Antiproliferative effects of interferon alpha on human pancreatic carcinoma cell lines are associated with differential regulation of protein kinase C Isoenzymes

Background-The molecular mechanisms mediating the antiproliferative effects of interferon alpha on human pancreatic carcinoma cells are poorly understood. Aim-To characterise the effects of interferon alpha on protein kinase C isoenzyme expression in interferon alpha sensitive and resistant human pancreatic tumour cell lines. Methods-The ductal human pancreatic carcinoma cell lines Capan 1 and Capan 2 were investigated. Anchorage dependent and independent growth was determined by cell number and a human tumour clonogenic assay. Interferon alpha receptor expression was examined by reverse-transcriptase polymerase chain reaction and electrophoretic mobility shift assay.
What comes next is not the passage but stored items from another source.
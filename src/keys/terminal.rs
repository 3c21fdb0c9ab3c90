use crossterm::event::{KeyCode, KeyEvent, KeyEventKind, KeyModifiers, ModifierKeyCode};
use std::collections::BTreeSet;

/// A key transition in raw key-name form, ready for the match engine
#[derive(Debug, Clone, PartialEq, Eq)]
pub enum KeyInput {
    Down(String),
    Up(String),
}

enum RawKey {
    Modifier(&'static str),
    Named(String),
}

/// Translates crossterm key events into key-down / key-up transitions.
///
/// Terminals report modifiers as flags on other keys rather than as presses of
/// their own, so modifier transitions are synthesized from the flags: a
/// modifier goes down when it first shows up and goes up once an event arrives
/// without it. When the terminal cannot report releases, every non-modifier
/// press is followed by a synthesized release.
#[derive(Debug, Clone)]
pub struct TerminalKeys {
    reports_release: bool,
    held_modifiers: BTreeSet<&'static str>,
}

impl TerminalKeys {
    pub fn new(reports_release: bool) -> Self {
        Self {
            reports_release,
            held_modifiers: BTreeSet::new(),
        }
    }

    pub fn translate(&mut self, event: &KeyEvent) -> Vec<KeyInput> {
        let mut inputs = Vec::new();
        let flagged = modifier_flags(event.modifiers);
        let key = raw_key(event.code);

        match event.kind {
            KeyEventKind::Repeat => {}
            KeyEventKind::Press => {
                self.release_stale(&flagged, &mut inputs);
                for m in flagged {
                    if self.held_modifiers.insert(m) {
                        inputs.push(KeyInput::Down(m.to_string()));
                    }
                }
                match key {
                    Some(RawKey::Modifier(m)) => {
                        if self.held_modifiers.insert(m) {
                            inputs.push(KeyInput::Down(m.to_string()));
                        }
                    }
                    Some(RawKey::Named(name)) => {
                        inputs.push(KeyInput::Down(name.clone()));
                        if !self.reports_release {
                            inputs.push(KeyInput::Up(name));
                        }
                    }
                    None => {}
                }
            }
            KeyEventKind::Release => {
                match key {
                    Some(RawKey::Modifier(m)) => {
                        if self.held_modifiers.remove(m) {
                            inputs.push(KeyInput::Up(m.to_string()));
                        }
                    }
                    Some(RawKey::Named(name)) => inputs.push(KeyInput::Up(name)),
                    None => {}
                }
                self.release_stale(&flagged, &mut inputs);
            }
        }

        inputs
    }

    fn release_stale(&mut self, flagged: &[&'static str], inputs: &mut Vec<KeyInput>) {
        let stale: Vec<&'static str> = self
            .held_modifiers
            .iter()
            .filter(|m| !flagged.contains(*m))
            .copied()
            .collect();
        for m in stale {
            self.held_modifiers.remove(m);
            inputs.push(KeyInput::Up(m.to_string()));
        }
    }
}

fn modifier_flags(modifiers: KeyModifiers) -> Vec<&'static str> {
    let mut names = Vec::new();
    if modifiers.contains(KeyModifiers::CONTROL) {
        names.push("ctrl");
    }
    if modifiers.contains(KeyModifiers::ALT) {
        names.push("alt");
    }
    if modifiers.contains(KeyModifiers::SHIFT) {
        names.push("shift");
    }
    if modifiers.intersects(KeyModifiers::SUPER | KeyModifiers::META | KeyModifiers::HYPER) {
        names.push("win");
    }
    names
}

fn raw_key(code: KeyCode) -> Option<RawKey> {
    let name = match code {
        KeyCode::Modifier(m) => return modifier_key(m).map(RawKey::Modifier),
        KeyCode::Char(' ') => "space".to_string(),
        KeyCode::Char(c) => c.to_string(),
        KeyCode::F(n) => format!("f{n}"),
        KeyCode::Enter => "return".to_string(),
        KeyCode::Esc => "escape".to_string(),
        KeyCode::Tab | KeyCode::BackTab => "tab".to_string(),
        KeyCode::Backspace => "backspace".to_string(),
        KeyCode::Delete => "delete".to_string(),
        KeyCode::Insert => "insert".to_string(),
        KeyCode::Home => "home".to_string(),
        KeyCode::End => "end".to_string(),
        KeyCode::PageUp => "pageup".to_string(),
        KeyCode::PageDown => "pagedown".to_string(),
        KeyCode::Up => "up".to_string(),
        KeyCode::Down => "down".to_string(),
        KeyCode::Left => "left".to_string(),
        KeyCode::Right => "right".to_string(),
        _ => return None,
    };
    Some(RawKey::Named(name))
}

fn modifier_key(code: ModifierKeyCode) -> Option<&'static str> {
    let name = match code {
        ModifierKeyCode::LeftControl | ModifierKeyCode::RightControl => "ctrl",
        ModifierKeyCode::LeftAlt | ModifierKeyCode::RightAlt | ModifierKeyCode::IsoLevel3Shift => {
            "alt"
        }
        ModifierKeyCode::LeftShift | ModifierKeyCode::RightShift => "shift",
        ModifierKeyCode::LeftSuper
        | ModifierKeyCode::RightSuper
        | ModifierKeyCode::LeftMeta
        | ModifierKeyCode::RightMeta
        | ModifierKeyCode::LeftHyper
        | ModifierKeyCode::RightHyper => "win",
        _ => return None,
    };
    Some(name)
}

#[cfg(test)]
mod tests {
    use super::*;
    use crossterm::event::KeyEventState;

    fn press(code: KeyCode, modifiers: KeyModifiers) -> KeyEvent {
        KeyEvent::new(code, modifiers)
    }

    fn release(code: KeyCode, modifiers: KeyModifiers) -> KeyEvent {
        KeyEvent::new_with_kind_and_state(
            code,
            modifiers,
            KeyEventKind::Release,
            KeyEventState::NONE,
        )
    }

    fn down(name: &str) -> KeyInput {
        KeyInput::Down(name.to_string())
    }

    fn up(name: &str) -> KeyInput {
        KeyInput::Up(name.to_string())
    }

    #[test]
    fn test_plain_press_without_release_reporting() {
        let mut keys = TerminalKeys::new(false);
        let inputs = keys.translate(&press(KeyCode::Char('q'), KeyModifiers::NONE));
        assert_eq!(inputs, vec![down("q"), up("q")]);
    }

    #[test]
    fn test_modifiers_stay_down_until_an_event_drops_them() {
        let mut keys = TerminalKeys::new(false);
        let inputs = keys.translate(&press(KeyCode::Char('s'), KeyModifiers::CONTROL));
        assert_eq!(inputs, vec![down("ctrl"), down("s"), up("s")]);

        let inputs = keys.translate(&press(KeyCode::Char('x'), KeyModifiers::CONTROL));
        assert_eq!(inputs, vec![down("x"), up("x")]);

        let inputs = keys.translate(&press(KeyCode::Char('q'), KeyModifiers::NONE));
        assert_eq!(inputs, vec![up("ctrl"), down("q"), up("q")]);
    }

    #[test]
    fn test_release_reporting_terminal() {
        let mut keys = TerminalKeys::new(true);
        assert_eq!(
            keys.translate(&press(
                KeyCode::Modifier(ModifierKeyCode::LeftControl),
                KeyModifiers::CONTROL
            )),
            vec![down("ctrl")]
        );
        assert_eq!(
            keys.translate(&press(KeyCode::Char('s'), KeyModifiers::CONTROL)),
            vec![down("s")]
        );
        assert_eq!(
            keys.translate(&release(KeyCode::Char('s'), KeyModifiers::CONTROL)),
            vec![up("s")]
        );
        assert_eq!(
            keys.translate(&release(
                KeyCode::Modifier(ModifierKeyCode::LeftControl),
                KeyModifiers::NONE
            )),
            vec![up("ctrl")]
        );
    }

    #[test]
    fn test_named_keys_use_raw_names() {
        let mut keys = TerminalKeys::new(false);
        assert_eq!(
            keys.translate(&press(KeyCode::Enter, KeyModifiers::NONE)),
            vec![down("return"), up("return")]
        );
        assert_eq!(
            keys.translate(&press(KeyCode::F(5), KeyModifiers::NONE)),
            vec![down("f5"), up("f5")]
        );
        assert_eq!(
            keys.translate(&press(KeyCode::Char(' '), KeyModifiers::NONE)),
            vec![down("space"), up("space")]
        );
    }

    #[test]
    fn test_repeats_and_unknown_keys_are_ignored() {
        let mut keys = TerminalKeys::new(true);
        let repeat = KeyEvent::new_with_kind_and_state(
            KeyCode::Char('a'),
            KeyModifiers::NONE,
            KeyEventKind::Repeat,
            KeyEventState::NONE,
        );
        assert!(keys.translate(&repeat).is_empty());
        assert!(keys
            .translate(&press(KeyCode::CapsLock, KeyModifiers::NONE))
            .is_empty());
    }
}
Protein kinase C isoenzyme expression was evaluated by western blotting using monospecific polyclonal antibodies. Results-Interferon alpha treatment results in a time and dose dependent inhibition of anchorage dependent and independent growth in Capan 1 cells while Capan 2 cells were not affected by interferon alpha. Both cell lines express interferon alpha receptor mRNA transcripts. Growth inhibition by interferon alpha in Capan 1 cells was paralleled by a profound decrease of protein kinase C alpha and zeta expression while these isoenzymes were unaffected in the interferon resistant cell line Capan 2. Conclusion-Inhibition of protein kinase C isoenzyme expression might determine the sensitivity of a given pancreatic carcinoma to respond to the antiproliferative action of interferon alpha.